(What the task asks)
Within the data that follows, set down exactly the lines from the one containing "pub fn get(&self, id: ActionId)" through the one containing "self.get(id).ok_or(RuleError::UnknownAction(id))", both ends included.

● ● ● ● ● ● ●

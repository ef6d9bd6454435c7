use actionrule_common::{ActionId, InputAction};
use std::collections::HashMap;

use crate::rule::RuleError;

/// Id-keyed table of every input action known to the input system.
#[derive(Debug, Clone, Default)]
pub struct ActionRegistry {
    actions: HashMap<ActionId, InputAction>,
}

impl ActionRegistry {
    pub fn new() -> Self {
        Self::default()
    }

    /// Build a registry from a list of actions, rejecting duplicate or reserved ids.
    pub fn from_actions(
        actions: impl IntoIterator<Item = InputAction>,
    ) -> Result<Self, RuleError> {
        let mut registry = Self::new();
        for action in actions {
            registry.register(action)?;
        }
        Ok(registry)
    }

    pub fn register(&mut self, action: InputAction) -> Result<(), RuleError> {
        if action.id.is_none() {
            return Err(RuleError::InvalidConfiguration(format!(
                "action '{}' uses the reserved id 0",
                action.description
            )));
        }
        if self.contains(action.id) {
            return Err(RuleError::DuplicateAction(action.id));
        }
        self.actions.insert(action.id, action);
        Ok(())
    }

    pub fn get(&self, id: ActionId) -> Option<&InputAction> {
        self.actions.get(&id)
    }

    /// Look up an action, failing with [`RuleError::UnknownAction`].
    pub fn resolve(&self, id: ActionId) -> Result<&InputAction, RuleError> {
        self.get(id).ok_or(RuleError::UnknownAction(id))
    }

    pub fn contains(&self, id: ActionId) -> bool {
        self.actions.contains_key(&id)
    }

    pub fn len(&self) -> usize {
        self.actions.len()
    }

    pub fn is_empty(&self) -> bool {
        self.actions.is_empty()
    }

    /// All registered actions, ordered by id.
    pub fn registered_actions(&self) -> Vec<&InputAction> {
        let mut actions: Vec<_> = self.actions.values().collect();
        actions.sort_by_key(|a| a.id);
        actions
    }

    /// Actions that may be the base action of a rule.
    pub fn base_action_candidates(&self) -> Vec<&InputAction> {
        self.registered_actions()
            .into_iter()
            .filter(|a| a.axis_constraint.can_seed_rules())
            .collect()
    }

    /// Actions a rule observing `base` may raise.
    pub fn compatible_rule_actions(&self, base: &InputAction) -> Vec<&InputAction> {
        self.registered_actions()
            .into_iter()
            .filter(|a| a.id != base.id)
            .filter(|a| a.axis_constraint.is_compatible_rule_axis(base.axis_constraint))
            .collect()
    }
}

● ● ● ● ● ● ●

(Result below)
    pub fn get(&self, id: ActionId) -> Option<&InputAction> {
        self.actions.get(&id)
    }

    /// Look up an action, failing with [`RuleError::UnknownAction`].
    pub fn resolve(&self, id: ActionId) -> Result<&InputAction, RuleError> {
        self.get(id).ok_or(RuleError::UnknownAction(id))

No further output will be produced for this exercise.